Problem description — Hunt through the entries for the word "MemoryConnector" and copy each line in which it appears.

━━━ Records

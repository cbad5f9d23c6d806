//! Test fixtures and helpers.
//!
//! A [`TestHarness`] runs an [`IngestServer`] over the in-memory transport
//! against a [`MemoryRouter`]; [`TestClient`] speaks the protocol from the
//! client side.

use std::sync::Arc;
use std::time::Duration;

use bytes::Bytes;
use ingest_gate::{AgentConfig, EnvOverrides, IngestAgent};
use ingest_gate_core::{
    DataBatch, Headers, Initialize, MetaPair, Request, Response, SeqNo, ServerFrame, SessionId,
    Status,
};
use ingest_gate_router::{MemoryRouter, MemoryRouterConfig};
use ingest_gate_server::transport::memory::{self, MemoryClientStream, MemoryConnector};
use ingest_gate_server::{IngestServer, ServerConfig};
use tracing_subscriber::filter::LevelFilter;

/// How long helpers wait for the server before failing the test.
pub const TIMEOUT: Duration = Duration::from_secs(5);

/// Send logs to the test writer so failing tests show them. Safe to call
/// from every test.
pub fn init_tracing() {
    let _ = tracing_subscriber::fmt()
        .with_test_writer()
        .with_max_level(LevelFilter::DEBUG)
        .try_init();
}

/// Build an `Initialize` request.
pub fn init_request(session_id: &str, meta: &[(&str, &str)]) -> Request {
    Request::Initialize(Initialize {
        session_id: session_id.to_string(),
        shared_secret_key: String::new(),
        meta: meta.iter().map(|(k, v)| MetaPair::new(*k, *v)).collect(),
    })
}

/// Build a `DataBatch` with one small payload per sequence number.
pub fn batch_request(seq_nos: &[u64]) -> Request {
    Request::DataBatch(DataBatch {
        seq_no: seq_nos.to_vec(),
        timestamp: seq_nos.iter().map(|s| 1_000_000 + s).collect(),
        payload: seq_nos
            .iter()
            .map(|s| Bytes::from(format!("message {}", s)))
            .collect(),
        meta: vec![],
    })
}

enum Backend {
    Server(IngestServer),
    Agent(IngestAgent),
}

/// A server on the in-memory transport.
pub struct TestHarness {
    backend: Backend,
    connector: MemoryConnector,
    pub router: MemoryRouter,
}

impl TestHarness {
    /// Default server config, auto-acking router.
    pub fn new() -> Self {
        Self::with_config(ServerConfig::default(), MemoryRouterConfig::default())
    }

    pub fn with_config(config: ServerConfig, router_config: MemoryRouterConfig) -> Self {
        init_tracing();
        let router = MemoryRouter::with_config(router_config);
        let (listener, connector) = memory::channel();
        let server = IngestServer::start(config, Arc::new(listener), Arc::new(router.clone()));
        Self {
            backend: Backend::Server(server),
            connector,
            router,
        }
    }

    /// Build the server the way the agent does, from file-level config.
    pub fn from_agent_config(config: AgentConfig, env: EnvOverrides) -> Self {
        init_tracing();
        let router = MemoryRouter::new();
        let (listener, connector) = memory::channel();
        let agent =
            IngestAgent::with_listener(config, env, Arc::new(listener), Arc::new(router.clone()))
                .expect("agent config");
        Self {
            backend: Backend::Agent(agent),
            connector,
            router,
        }
    }

    pub fn server(&self) -> &IngestServer {
        match &self.backend {
            Backend::Server(server) => server,
            Backend::Agent(agent) => agent.server(),
        }
    }

    /// Open a new stream.
    pub async fn connect(&self) -> TestClient {
        let stream = self.connector.connect().await.expect("connect");
        TestClient {
            stream,
            headers: None,
        }
    }

    /// Wait until every stream's session has unregistered.
    pub async fn wait_idle(&self) {
        // The session waiting on accept stays registered.
        let server = self.server();
        let deadline = tokio::time::Instant::now() + TIMEOUT;
        while server.active_sessions() > 1 {
            assert!(
                tokio::time::Instant::now() < deadline,
                "sessions did not unregister"
            );
            tokio::time::sleep(Duration::from_millis(5)).await;
        }
    }

    /// Wait until the router holds `count` messages for `id`.
    pub async fn wait_messages(&self, id: &SessionId, count: usize) {
        let deadline = tokio::time::Instant::now() + TIMEOUT;
        while self.router.messages(id).len() < count {
            assert!(
                tokio::time::Instant::now() < deadline,
                "router did not receive {} messages",
                count
            );
            tokio::time::sleep(Duration::from_millis(5)).await;
        }
    }

    pub async fn stop(&self) {
        match &self.backend {
            Backend::Server(server) => server.stop().await,
            Backend::Agent(agent) => agent.stop().await,
        }
    }
}

impl Default for TestHarness {
    fn default() -> Self {
        Self::new()
    }
}

/// Client end of one stream.
pub struct TestClient {
    stream: MemoryClientStream,
    headers: Option<Headers>,
}

impl TestClient {
    pub fn send(&self, request: Request) {
        self.stream.send(request).expect("send");
    }

    pub fn initialize(&self, session_id: &str, meta: &[(&str, &str)]) {
        self.send(init_request(session_id, meta));
    }

    pub fn send_batch(&self, seq_nos: &[u64]) {
        self.send(batch_request(seq_nos));
    }

    pub fn half_close(&mut self) {
        self.stream.half_close();
    }

    /// Go away without closing gracefully.
    pub fn disconnect(self) {
        self.stream.disconnect();
    }

    /// Capability headers, once received.
    pub fn headers(&self) -> Option<&Headers> {
        self.headers.as_ref()
    }

    /// Next frame; `None` when the server closed the stream.
    pub async fn next_frame(&mut self) -> Option<ServerFrame> {
        let frame = tokio::time::timeout(TIMEOUT, self.stream.recv())
            .await
            .expect("timed out waiting for server frame");
        if let Some(ServerFrame::Headers(headers)) = &frame {
            self.headers = Some(headers.clone());
        }
        frame
    }

    /// Next response, skipping headers. Panics on a status.
    pub async fn next_response(&mut self) -> Response {
        loop {
            match self.next_frame().await {
                Some(ServerFrame::Headers(_)) => continue,
                Some(ServerFrame::Response(response)) => return response,
                Some(ServerFrame::Status(status)) => {
                    panic!("expected a response, stream finished with {}", status)
                }
                None => panic!("expected a response, stream closed"),
            }
        }
    }

    pub async fn expect_initialized(&mut self) -> (SessionId, SeqNo) {
        match self.next_response().await {
            Response::Initialized {
                session_id,
                last_seq_no,
            } => (SessionId::from(session_id), SeqNo(last_seq_no)),
            other => panic!("expected Initialized, got {:?}", other),
        }
    }

    pub async fn expect_ack(&mut self) -> SeqNo {
        match self.next_response().await {
            Response::Ack { seq_no } => SeqNo(seq_no),
            other => panic!("expected Ack, got {:?}", other),
        }
    }

    /// Read until the terminal status, returning the responses seen on the
    /// way. Panics if the stream closes without a status.
    pub async fn finish(&mut self) -> (Vec<Response>, Status) {
        let mut responses = Vec::new();
        loop {
            match self.next_frame().await {
                Some(ServerFrame::Headers(_)) => {}
                Some(ServerFrame::Response(response)) => responses.push(response),
                Some(ServerFrame::Status(status)) => return (responses, status),
                None => panic!("stream closed without a status"),
            }
        }
    }

    /// Terminal status, ignoring responses.
    pub async fn expect_status(&mut self) -> Status {
        self.finish().await.1
    }

    /// Whether the stream is closed after its status.
    pub async fn is_closed(&mut self) -> bool {
        self.next_frame().await.is_none()
    }
}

━━━━━━

Exercise answer —
use ingest_gate_server::transport::memory::{self, MemoryClientStream, MemoryConnector};
    connector: MemoryConnector,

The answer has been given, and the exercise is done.